Mahkemece davacı .... davasının kabulüne karar verilmişse de; usûlünce taraf teşkili sağlanmadan eksik inceleme ile hüküm kurulmuştur. Şöyle ki; dava konusu taşınmaz kadastro sırasında ... Oğlu 1310 doğumlu .... ve arkadaşları adına tespit edilmiş, ..."nin ... Kızı ...."nin eşi olduğu edinme sebebinde belirtilmiştir. Dosya içinde bulunan 22.01.2015 tarihli tutanakta, tespit maliki olarak yazılan 1310 doğumlu ... isminde bir kişinin bulunmadığının kolluk vasıtası ile yapılan araştırmada tespit edildiği, kadastro tutanağının edinme sebebinde taşınmazın maliklerinden olan ..."nin ölümü nedeni ile eşi ..."nin ve çocuklarının taşınmazda malik oldukları belirtildiği, bu sebeple kadastro tutanağının malik hanesindeki ..."nin doğum tarihinin ve baba adının yanlış yazıldığı, bahsi geçen kişinin..."nin eşi 1306 doğumlu ... oğlu ... olduğunun tespit edildiği belirtilmiştir. Buna rağmen; tespit maliki olarak kabul edilen ...eşi ..."nin mirasçılardan olan ..."nin mirasçıları davaya dahil edilmemiştir
Bundan başka; mahkemece ilk yapılan keşif sonucu düzenlenen ziraat bilirkişi raporunda dava konusu taşınmazın kısmen taşlık çalılık olduğu belirtildiği halde, 2. keşif sonucu düzenlenen ziraat bilirkişi raporunda dava konusu taşınmazın tamamının taşlık çalılık olduğu belirtilmiş ve mahkemece iki rapor arasındaki çelişki giderilmeden 2. ziraat bilirkişi raporu esas alınarak hüküm kurulmuştur. Çelişkili raporlara dayanılarak hüküm kurulması usûl ve kanuna aykırıdır. O halde, mahkemece tespit maliklerinden ölen kişilerin nüfus kayıtları ve veraset ilâmları dosyaya alınarak usulünce taraf teşkili sağlandıktan sonra tarafların delilleri toplanmalı, toplanan deliller çerçevesinde usulunce araştırma yapılarak taşınmazın niteliği şüpheye yer bırakmayacak şekilde belirlenmeli, tüm deliller birlikte değerlendirilerek oluşacak sonuca göre hüküm kurulmalıdır.
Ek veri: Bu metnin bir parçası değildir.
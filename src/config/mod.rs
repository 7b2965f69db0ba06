//! Configuration handling for commit-hooks.
//!
//! This module provides configuration loading and validation,
//! supporting both `commit-hooks.toml` files and sensible defaults.

use crate::core::error::{Error, Result};
use regex::Regex;
use serde::{Deserialize, Serialize};
use std::path::{Path, PathBuf};
use std::time::Duration;

/// Default configuration file name.
pub const CONFIG_FILE_NAME: &str = "commit-hooks.toml";

/// Conventional commit types accepted by default.
pub const DEFAULT_COMMIT_TYPES: &[&str] = &[
    "fix", "feat", "build", "chore", "ci", "docs", "style", "refactor", "perf", "test",
];

/// Message prefixes that bypass formatting.
pub const DEFAULT_SKIP_PREFIXES: &[&str] = &["skip", "no-verify", "s"];

/// Issue keys such as `PROJ-123`.
pub const DEFAULT_ISSUE_PATTERN: &str = "^[A-Za-z]+-[0-9]+$";

/// Main configuration structure.
#[derive(Debug, Clone, Default, Serialize, Deserialize)]
#[serde(default)]
pub struct Config {
    /// Commit message hook settings.
    pub commit_msg: CommitMsgConfig,
    /// Hook manifest settings.
    pub manifest: ManifestConfig,
}

impl Config {
    /// Loads configuration from the default location.
    pub fn load() -> Result<Self> {
        let path = Self::find_config_file()?;
        Self::load_from(&path)
    }

    /// Loads configuration or returns defaults if not found.
    pub fn load_or_default() -> Result<Self> {
        match Self::find_config_file() {
            Ok(path) => Self::load_from(&path),
            Err(Error::ConfigNotFound { .. }) => {
                tracing::debug!("no {CONFIG_FILE_NAME} found, using defaults");
                Ok(Self::default())
            },
            Err(e) => Err(e),
        }
    }

    /// Loads configuration from a specific path.
    pub fn load_from(path: &Path) -> Result<Self> {
        let content = std::fs::read_to_string(path).map_err(|e| Error::io("read config", e))?;

        let config: Self = toml::from_str(&content)
            .map_err(|e| Error::config_parse_with_source("Failed to parse TOML", e))?;

        config.validate()?;
        tracing::debug!(path = %path.display(), "loaded configuration");

        Ok(config)
    }

    /// Finds the configuration file by searching up the directory tree.
    pub fn find_config_file() -> Result<PathBuf> {
        let cwd = std::env::current_dir().map_err(|e| Error::io("get current dir", e))?;

        let mut current = cwd.as_path();
        loop {
            let config_path = current.join(CONFIG_FILE_NAME);
            if config_path.exists() {
                return Ok(config_path);
            }

            match current.parent() {
                Some(parent) => current = parent,
                None => break,
            }
        }

        Err(Error::ConfigNotFound {
            path: cwd.join(CONFIG_FILE_NAME),
        })
    }

    /// Validates the configuration.
    pub fn validate(&self) -> Result<()> {
        self.commit_msg.validate()?;

        if humantime::parse_duration(&self.manifest.resolve_timeout).is_err() {
            return Err(Error::ConfigInvalid {
                field: "manifest.resolve_timeout".to_string(),
                message: format!("Invalid duration: {}", self.manifest.resolve_timeout),
            });
        }

        if self.manifest.path.trim().is_empty() {
            return Err(Error::ConfigInvalid {
                field: "manifest.path".to_string(),
                message: "must not be empty".to_string(),
            });
        }

        Ok(())
    }

    /// Generates default configuration as a string.
    #[must_use]
    pub fn default_toml() -> String {
        let config = Self::default();
        toml::to_string_pretty(&config).unwrap_or_default()
    }
}

/// Settings for the commit message formatter.
#[derive(Debug, Clone, Serialize, Deserialize)]
#[serde(default)]
pub struct CommitMsgConfig {
    /// Allowed commit types (also the branch prefixes that carry a type).
    pub types: Vec<String>,
    /// Message prefixes that bypass formatting.
    pub skip_prefixes: Vec<String>,
    /// Regex a branch's issue segment must match.
    pub issue_pattern: String,
}

impl Default for CommitMsgConfig {
    fn default() -> Self {
        Self {
            types: DEFAULT_COMMIT_TYPES.iter().map(|s| (*s).to_string()).collect(),
            skip_prefixes: DEFAULT_SKIP_PREFIXES
                .iter()
                .map(|s| (*s).to_string())
                .collect(),
            issue_pattern: DEFAULT_ISSUE_PATTERN.to_string(),
        }
    }
}

impl CommitMsgConfig {
    /// Validates the commit message settings.
    pub fn validate(&self) -> Result<()> {
        if self.types.is_empty() {
            return Err(Error::ConfigInvalid {
                field: "commit_msg.types".to_string(),
                message: "at least one commit type is required".to_string(),
            });
        }

        if let Some(t) = self.types.iter().find(|t| !is_word(t)) {
            return Err(Error::ConfigInvalid {
                field: "commit_msg.types".to_string(),
                message: format!("'{t}' must consist of ASCII letters only"),
            });
        }

        if let Some(overlap) = self
            .skip_prefixes
            .iter()
            .find(|p| self.is_commit_type(p))
        {
            return Err(Error::ConfigInvalid {
                field: "commit_msg.skip_prefixes".to_string(),
                message: format!("'{overlap}' is also a commit type"),
            });
        }

        self.issue_regex()?;

        Ok(())
    }

    /// Compiles the issue pattern.
    pub fn issue_regex(&self) -> Result<Regex> {
        Regex::new(&self.issue_pattern).map_err(|e| Error::ConfigInvalid {
            field: "commit_msg.issue_pattern".to_string(),
            message: e.to_string(),
        })
    }

    /// Returns true if `word` is a configured commit type (case-insensitive).
    #[must_use]
    pub fn is_commit_type(&self, word: &str) -> bool {
        self.types.iter().any(|t| t.eq_ignore_ascii_case(word))
    }

    /// Returns true if `word` is a configured skip prefix (case-insensitive).
    #[must_use]
    pub fn is_skip_prefix(&self, word: &str) -> bool {
        self.skip_prefixes.iter().any(|p| p.eq_ignore_ascii_case(word))
    }
}

/// Settings for hook manifest commands.
#[derive(Debug, Clone, Serialize, Deserialize)]
#[serde(default)]
pub struct ManifestConfig {
    /// Manifest path, relative to the repository root.
    pub path: String,
    /// Timeout for each git command while resolving hook sources.
    pub resolve_timeout: String,
}

impl Default for ManifestConfig {
    fn default() -> Self {
        Self {
            path: crate::manifest::MANIFEST_FILE_NAME.to_string(),
            resolve_timeout: "2m".to_string(),
        }
    }
}

impl ManifestConfig {
    /// Parsed resolve timeout; falls back to two minutes.
    #[must_use]
    pub fn resolve_timeout(&self) -> Duration {
        humantime::parse_duration(&self.resolve_timeout).unwrap_or_else(|_| {
            tracing::warn!(
                timeout = %self.resolve_timeout,
                "Invalid timeout format, using default"
            );
            Duration::from_secs(120)
        })
    }
}

fn is_word(s: &str) -> bool {
    !s.is_empty() && s.chars().all(|c| c.is_ascii_alphabetic())
}

#[cfg(test)]
mod tests {
    use super::*;

    #[test]
    fn test_default_config() {
        let config = Config::default();
        assert_eq!(config.commit_msg.types.len(), 10);
        assert!(config.commit_msg.is_commit_type("FEAT"));
        assert!(config.commit_msg.is_skip_prefix("no-verify"));
        assert_eq!(config.manifest.path, ".pre-commit-config.yaml");
    }

    #[test]
    fn test_config_validation() {
        assert!(Config::default().validate().is_ok());
    }

    #[test]
    fn test_invalid_timeout() {
        let mut config = Config::default();
        config.manifest.resolve_timeout = "invalid".to_string();
        assert!(matches!(
            config.validate(),
            Err(Error::ConfigInvalid { field, .. }) if field == "manifest.resolve_timeout"
        ));
    }

    #[test]
    fn test_invalid_issue_pattern() {
        let mut config = Config::default();
        config.commit_msg.issue_pattern = "([A-Z".to_string();
        assert!(matches!(
            config.validate(),
            Err(Error::ConfigInvalid { field, .. }) if field == "commit_msg.issue_pattern"
        ));
    }

    #[test]
    fn test_empty_types_rejected() {
        let mut config = Config::default();
        config.commit_msg.types.clear();
        assert!(config.validate().is_err());
    }

    #[test]
    fn test_non_word_type_rejected() {
        let mut config = Config::default();
        config.commit_msg.types.push("hot-fix".to_string());
        assert!(config.validate().is_err());
    }

    #[test]
    fn test_skip_prefix_overlapping_type_rejected() {
        let mut config = Config::default();
        config.commit_msg.skip_prefixes.push("Fix".to_string());
        assert!(matches!(
            config.validate(),
            Err(Error::ConfigInvalid { field, .. }) if field == "commit_msg.skip_prefixes"
        ));
    }

    #[test]
    fn test_partial_toml_keeps_defaults() {
        let config: Config = toml::from_str(
            r#"
[commit_msg]
types = ["feat", "fix"]
"#,
        )
        .expect("parse");
        assert_eq!(config.commit_msg.types, vec!["feat", "fix"]);
        assert_eq!(config.commit_msg.issue_pattern, DEFAULT_ISSUE_PATTERN);
        assert_eq!(config.manifest.resolve_timeout(), Duration::from_secs(120));
    }

    #[test]
    fn test_default_toml_generation() {
        let toml = Config::default_toml();
        assert!(toml.contains("[commit_msg]"));
        assert!(toml.contains("[manifest]"));
        let parsed: Config = toml::from_str(&toml).expect("reparse");
        assert!(parsed.validate().is_ok());
    }
}
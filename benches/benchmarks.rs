//! Benchmarks for commit-hooks.

#![allow(missing_docs)]
#![allow(let_underscore_drop)]

use commit_hooks::config::CommitMsgConfig;
use commit_hooks::manifest::{lint, validate, Manifest};
use commit_hooks::CommitMessage;
use criterion::{black_box, criterion_group, criterion_main, Criterion};

fn benchmark_message_formatting(c: &mut Criterion) {
    let config = CommitMsgConfig::default();
    let formatter =
        CommitMessage::new(&config, Some("feat/ABC-123/my_feat")).expect("create formatter");

    c.bench_function("format_from_branch", |b| {
        b.iter(|| formatter.format(black_box("my message here\n\nbody text\n")));
    });

    c.bench_function("format_with_type_prefix", |b| {
        b.iter(|| formatter.format(black_box("fix: my message here")));
    });
}

fn benchmark_config_parsing(c: &mut Criterion) {
    let toml_content = r#"
[commit_msg]
types = ["fix", "feat", "chore"]
skip_prefixes = ["skip"]

[manifest]
resolve_timeout = "30s"
"#;

    c.bench_function("config_parsing", |b| {
        b.iter(|| {
            let result: commit_hooks::Config =
                toml::from_str(black_box(toml_content)).expect("parse config");
            black_box(result)
        });
    });
}

fn benchmark_manifest(c: &mut Criterion) {
    let document = Manifest::default_document();

    c.bench_function("manifest_parsing", |b| {
        b.iter(|| Manifest::parse(black_box(document)).expect("parse manifest"));
    });

    let manifest = Manifest::default();
    c.bench_function("manifest_check", |b| {
        b.iter(|| {
            let mut report = validate::validate(black_box(&manifest));
            report.merge(lint::lint(&manifest));
            black_box(report)
        });
    });
}

criterion_group!(
    benches,
    benchmark_message_formatting,
    benchmark_config_parsing,
    benchmark_manifest
);
criterion_main!(benches);
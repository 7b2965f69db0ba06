//! Command-line interface for commit-hooks.
//!
//! This module provides the `commit-hooks` CLI with subcommands for:
//! - `format-msg`: Format a commit message file from the branch name
//! - `init`: Initialize configuration
//! - `install`: Install the commit-msg git hook
//! - `uninstall`: Remove the commit-msg git hook
//! - `validate`: Validate configuration
//! - `manifest`: Check, list and resolve the pre-commit hook manifest

mod commands;

use crate::core::error::Result;
use crate::manifest::Stage;
use clap::{Parser, Subcommand};
use std::path::PathBuf;
use std::process::ExitCode;
use tracing_subscriber::EnvFilter;

/// Commit message formatting and pre-commit manifest tooling.
#[derive(Debug, Parser)]
#[command(
    name = "commit-hooks",
    author,
    version,
    about = "Commit message formatting and pre-commit manifest tooling",
    long_about = r#"
commit-hooks rewrites commit messages from the branch name and keeps the
pre-commit hook manifest (.pre-commit-config.yaml) honest.

On a branch named <type>/<ISSUE>/..., a message "my change" becomes
"ISSUE(type): my change". A "fix:" prefix overrides the branch type;
"skip:" leaves the message alone.

Quick start:
  commit-hooks init             # Create configuration
  commit-hooks install          # Install commit-msg hook
  commit-hooks manifest check   # Validate and lint the hook manifest

Environment variables:
  COMMIT_HOOKS_SKIP=1   Leave commit messages untouched
  RUST_LOG=debug        Override the log filter
"#,
    propagate_version = true
)]
pub struct Cli {
    /// Subcommand to run.
    #[command(subcommand)]
    pub command: Commands,

    /// Enable verbose output.
    #[arg(short, long, global = true)]
    pub verbose: bool,

    /// Suppress non-error output.
    #[arg(short, long, global = true)]
    pub quiet: bool,

    /// Use color output.
    #[arg(long, global = true, default_value = "auto")]
    pub color: ColorChoice,
}

/// Color output choice.
#[derive(Debug, Clone, Copy, PartialEq, Eq, Default, clap::ValueEnum)]
pub enum ColorChoice {
    /// Always use color.
    Always,
    /// Auto-detect color support.
    #[default]
    Auto,
    /// Never use color.
    Never,
}

/// Available subcommands.
#[derive(Debug, Subcommand)]
pub enum Commands {
    /// Format a commit message file from the branch name.
    #[command(visible_alias = "fmt")]
    FormatMsg {
        /// Commit message file (as passed to the commit-msg hook).
        file: PathBuf,

        /// Branch to take type and issue from (defaults to the current branch).
        #[arg(short, long)]
        branch: Option<String>,
    },

    /// Initialize commit-hooks configuration.
    #[command(visible_alias = "i")]
    Init {
        /// Overwrite existing configuration.
        #[arg(short, long)]
        force: bool,
    },

    /// Install the git commit-msg hook.
    Install {
        /// Overwrite existing hook.
        #[arg(short, long)]
        force: bool,
    },

    /// Remove the git commit-msg hook.
    Uninstall,

    /// Validate the configuration file.
    #[command(visible_alias = "v")]
    Validate,

    /// Show configuration file location and contents.
    Config {
        /// Output raw TOML.
        #[arg(long)]
        raw: bool,
    },

    /// Work with the pre-commit hook manifest.
    #[command(subcommand, visible_alias = "m")]
    Manifest(ManifestCommand),

    /// Generate shell completions.
    Completions {
        /// Shell to generate completions for.
        #[arg(value_enum)]
        shell: clap_complete::Shell,
    },
}

/// Hook manifest subcommands.
#[derive(Debug, Subcommand)]
pub enum ManifestCommand {
    /// Write the default .pre-commit-config.yaml.
    Init {
        /// Overwrite an existing manifest.
        #[arg(short, long)]
        force: bool,
    },

    /// Validate and lint the manifest.
    #[command(visible_alias = "c")]
    Check {
        /// Manifest path (defaults to the configured one).
        #[arg(short, long)]
        path: Option<PathBuf>,

        /// Treat warnings as errors.
        #[arg(long)]
        strict: bool,

        /// Print the report as JSON on stdout.
        #[arg(long)]
        json: bool,
    },

    /// List hooks in execution order.
    #[command(visible_alias = "l")]
    List {
        /// Only hooks that run at this stage.
        #[arg(short, long)]
        stage: Option<Stage>,

        /// Output JSON.
        #[arg(long)]
        json: bool,
    },

    /// Check that every source revision and hook id exists upstream.
    #[command(visible_alias = "r")]
    Resolve {
        /// Manifest path (defaults to the configured one).
        #[arg(short, long)]
        path: Option<PathBuf>,
    },
}

/// Runs the CLI.
pub fn run() -> Result<ExitCode> {
    let cli = Cli::parse();

    // Set up logging
    setup_logging(cli.verbose, cli.quiet);

    // Set up color
    setup_color(cli.color);

    match cli.command {
        Commands::FormatMsg { file, branch } => commands::format_msg(&file, branch.as_deref()),
        Commands::Init { force } => commands::init(force),
        Commands::Install { force } => commands::install(force),
        Commands::Uninstall => commands::uninstall(),
        Commands::Validate => commands::validate(),
        Commands::Config { raw } => commands::config(raw),
        Commands::Manifest(command) => match command {
            ManifestCommand::Init { force } => commands::manifest_init(force),
            ManifestCommand::Check { path, strict, json } => {
                commands::manifest_check(path.as_deref(), strict, json)
            },
            ManifestCommand::List { stage, json } => commands::manifest_list(stage, json),
            ManifestCommand::Resolve { path } => commands::manifest_resolve(path.as_deref()),
        },
        Commands::Completions { shell } => {
            commands::completions(shell);
            Ok(ExitCode::SUCCESS)
        },
    }
}

/// Sets up logging based on verbosity flags.
fn setup_logging(verbose: bool, quiet: bool) {
    let filter = if quiet {
        "error"
    } else if verbose {
        "debug"
    } else {
        "info"
    };

    let env_filter = EnvFilter::try_from_default_env().unwrap_or_else(|_| EnvFilter::new(filter));

    tracing_subscriber::fmt()
        .with_env_filter(env_filter)
        .with_target(false)
        .with_writer(std::io::stderr)
        .init();
}

/// Sets up color output.
fn setup_color(choice: ColorChoice) {
    match choice {
        ColorChoice::Always => {
            console::set_colors_enabled(true);
            console::set_colors_enabled_stderr(true);
        },
        ColorChoice::Never => {
            console::set_colors_enabled(false);
            console::set_colors_enabled_stderr(false);
        },
        ColorChoice::Auto => {
            // Let console crate auto-detect
        },
    }
}
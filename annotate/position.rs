//! Position → identifier annotation against the `pos→id` store.

use super::{AnnotateError, AnnotationStats, KeyedRow, QuerySession, assemble_chunk, for_each_window};
use super::table::ResolvedColumns;
use crate::config::AnnotateConfig;
use crate::identity::{chromosome_code, identity_key, is_missing, normalize_allele, parse_position};
use crate::reference::store::StoreRow;
use crate::types::chromosome_label;
use ahash::AHashMap;

/// Identity key of an input row, if its chromosome, position and both alleles coerce.
fn row_key(row: &[String], cols: &ResolvedColumns) -> Option<(u8, u32, String)> {
    let chrom = chromosome_code(&row[cols.chrom])?;
    let pos = parse_position(&row[cols.pos])?;
    let ea = normalize_allele(&row[cols.ea])?;
    let nea = normalize_allele(&row[cols.nea])?;
    Some((chrom, pos, identity_key(chrom, pos, &ea, &nea)))
}

/// Decomposes reference rows (`chrom pos id ref alt[,alt...]`) into identity keys.
/// Rows that do not coerce are skipped; the first identifier seen for a key wins.
pub fn reference_identifiers(reference: &[StoreRow]) -> AHashMap<String, String> {
    let mut by_key = AHashMap::with_capacity(reference.len());
    for row in reference {
        let (Some(chrom), Some(pos), Some(id), Some(ref_allele), Some(alts)) = (
            row.field(0).and_then(chromosome_code),
            row.field(1).and_then(parse_position),
            row.field(2).filter(|id| !is_missing(id)),
            row.field(3).and_then(normalize_allele),
            row.field(4),
        ) else {
            continue;
        };
        for alt in alts.split(',').filter_map(normalize_allele) {
            by_key
                .entry(identity_key(chrom, pos, &ref_allele, &alt))
                .or_insert_with(|| id.to_string());
        }
    }
    by_key
}

/// Fills the identifier column of one chunk. Without `overwrite`, rows that already
/// carry an identifier keep it. Rows that cannot be keyed pass through unchanged at the
/// end of the chunk.
pub fn assign_identifier(
    mut rows: Vec<Vec<String>>,
    cols: &ResolvedColumns,
    session: &mut QuerySession<'_>,
    config: &AnnotateConfig,
    stats: &mut AnnotationStats,
) -> Result<Vec<Vec<String>>, AnnotateError> {
    let mut keyed = Vec::with_capacity(rows.len());
    let mut unkeyed = Vec::new();
    for (idx, row) in rows.iter().enumerate() {
        match row_key(row, cols) {
            Some((chrom, pos, key)) => keyed.push(KeyedRow {
                row: idx,
                chrom: chromosome_label(chrom),
                coordinate: u64::from(pos),
                key,
            }),
            None => unkeyed.push(idx),
        }
    }
    stats.unkeyed += unkeyed.len();

    let order = for_each_window(keyed, config.window, session, |members, reference| {
        let identifiers = reference_identifiers(reference);
        for member in members {
            let row = &mut rows[member.row];
            if !config.overwrite && !is_missing(&row[cols.rsid]) {
                continue;
            }
            match identifiers.get(&member.key) {
                Some(id) => {
                    row[cols.rsid] = id.clone();
                    stats.annotated += 1;
                }
                None => stats.unmatched += 1,
            }
        }
    })?;

    let (out, _) = assemble_chunk(rows, &order, &unkeyed, |_| true);
    Ok(out)
}

#[cfg(test)]
mod tests {
    use super::*;
    use crate::annotate::test_support::{CountingStore, row};

    const COLS: ResolvedColumns = ResolvedColumns {
        chrom: 0,
        pos: 1,
        ea: 2,
        nea: 3,
        rsid: 4,
    };

    fn store() -> CountingStore {
        CountingStore::new(&[
            &["1", "100", "rs100", "A", "G,T"],
            &["1", "100", "rs999", "A", "G"],
            &["1", "200", "rs200", "C", "T"],
            &["1", "3000000", "rs300", "C", "T"],
            &["X", "50", "rs50", "G", "A"],
        ])
    }

    fn run(rows: Vec<Vec<String>>, store: &CountingStore, config: &AnnotateConfig) -> (Vec<Vec<String>>, AnnotationStats) {
        let mut session = QuerySession::new(store);
        let mut stats = AnnotationStats::default();
        let out = assign_identifier(rows, &COLS, &mut session, config, &mut stats).unwrap();
        (out, stats)
    }

    #[test]
    fn fills_missing_identifiers_on_allele_order_independent_keys() {
        let store = store();
        let rows = vec![
            row(&["1", "200", "T", "C", ""]),
            row(&["1", "100", "t", "a", "NA"]),
            row(&["chrX", "50", "A", "G", ""]),
            row(&["1", "100", "G", "A", ""]),
        ];
        let (out, stats) = run(rows, &store, &AnnotateConfig::default());
        assert_eq!(
            out,
            vec![
                row(&["1", "100", "t", "a", "rs100"]),
                row(&["1", "100", "G", "A", "rs100"]),
                row(&["1", "200", "T", "C", "rs200"]),
                row(&["chrX", "50", "A", "G", "rs50"]),
            ]
        );
        assert_eq!(stats.annotated, 4);
        assert_eq!(store.calls.get(), 2);
    }

    #[test]
    fn existing_identifiers_are_kept_unless_overwriting() {
        let store = store();
        let rows = vec![row(&["1", "200", "C", "T", "rs1"])];
        let (out, _) = run(rows.clone(), &store, &AnnotateConfig::default());
        assert_eq!(out[0][4], "rs1");

        let config = AnnotateConfig {
            overwrite: true,
            ..AnnotateConfig::default()
        };
        let (out, _) = run(rows, &store, &config);
        assert_eq!(out[0][4], "rs200");
    }

    #[test]
    fn empty_windows_cost_no_query() {
        let store = store();
        let rows = vec![
            row(&["1", "5000000", "C", "T", ""]),
            row(&["1", "100", "A", "C", ""]),
        ];
        let (out, stats) = run(rows, &store, &AnnotateConfig::default());
        assert_eq!(store.calls.get(), 2);
        assert_eq!(
            *store.windows.borrow(),
            vec![
                ("1".to_string(), 100, 2_000_100),
                ("1".to_string(), 4_000_100, 6_000_100),
            ]
        );
        assert!(out.iter().all(|r| r[4].is_empty()));
        assert_eq!(stats.unmatched, 2);
    }

    #[test]
    fn unkeyable_chunk_issues_no_query() {
        let store = store();
        let rows = vec![
            row(&["25", "100", "A", "G", ""]),
            row(&["1", "abc", "A", "G", ""]),
            row(&["1", "100", "N", "G", ""]),
        ];
        let (out, stats) = run(rows.clone(), &store, &AnnotateConfig::default());
        assert_eq!(store.calls.get(), 0);
        assert_eq!(out, rows);
        assert_eq!(stats.unkeyed, 3);
    }

    #[test]
    fn failed_later_window_leaves_rows_unannotated() {
        let mut store = store();
        store.fail_on = vec![2];
        let rows = vec![
            row(&["1", "100", "A", "G", ""]),
            row(&["X", "50", "A", "G", ""]),
        ];
        let (out, _) = run(rows, &store, &AnnotateConfig::default());
        assert_eq!(out[0][4], "rs100");
        assert_eq!(out[1][4], "");
    }
}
SONUÇ: Yukarıda açıklanan nedenlerle, davalı ... ile ...mirasçısı ..."in temyiz itirazlarının kabulü ile hükmün BOZULMASINA, bozma nedenine göre diğer yönlerin bu aşamada incelenmesine yer olmadığına, temyiz harcının istek halinde iadesine 18/02/2016 günü oy birliği ile karar verildi.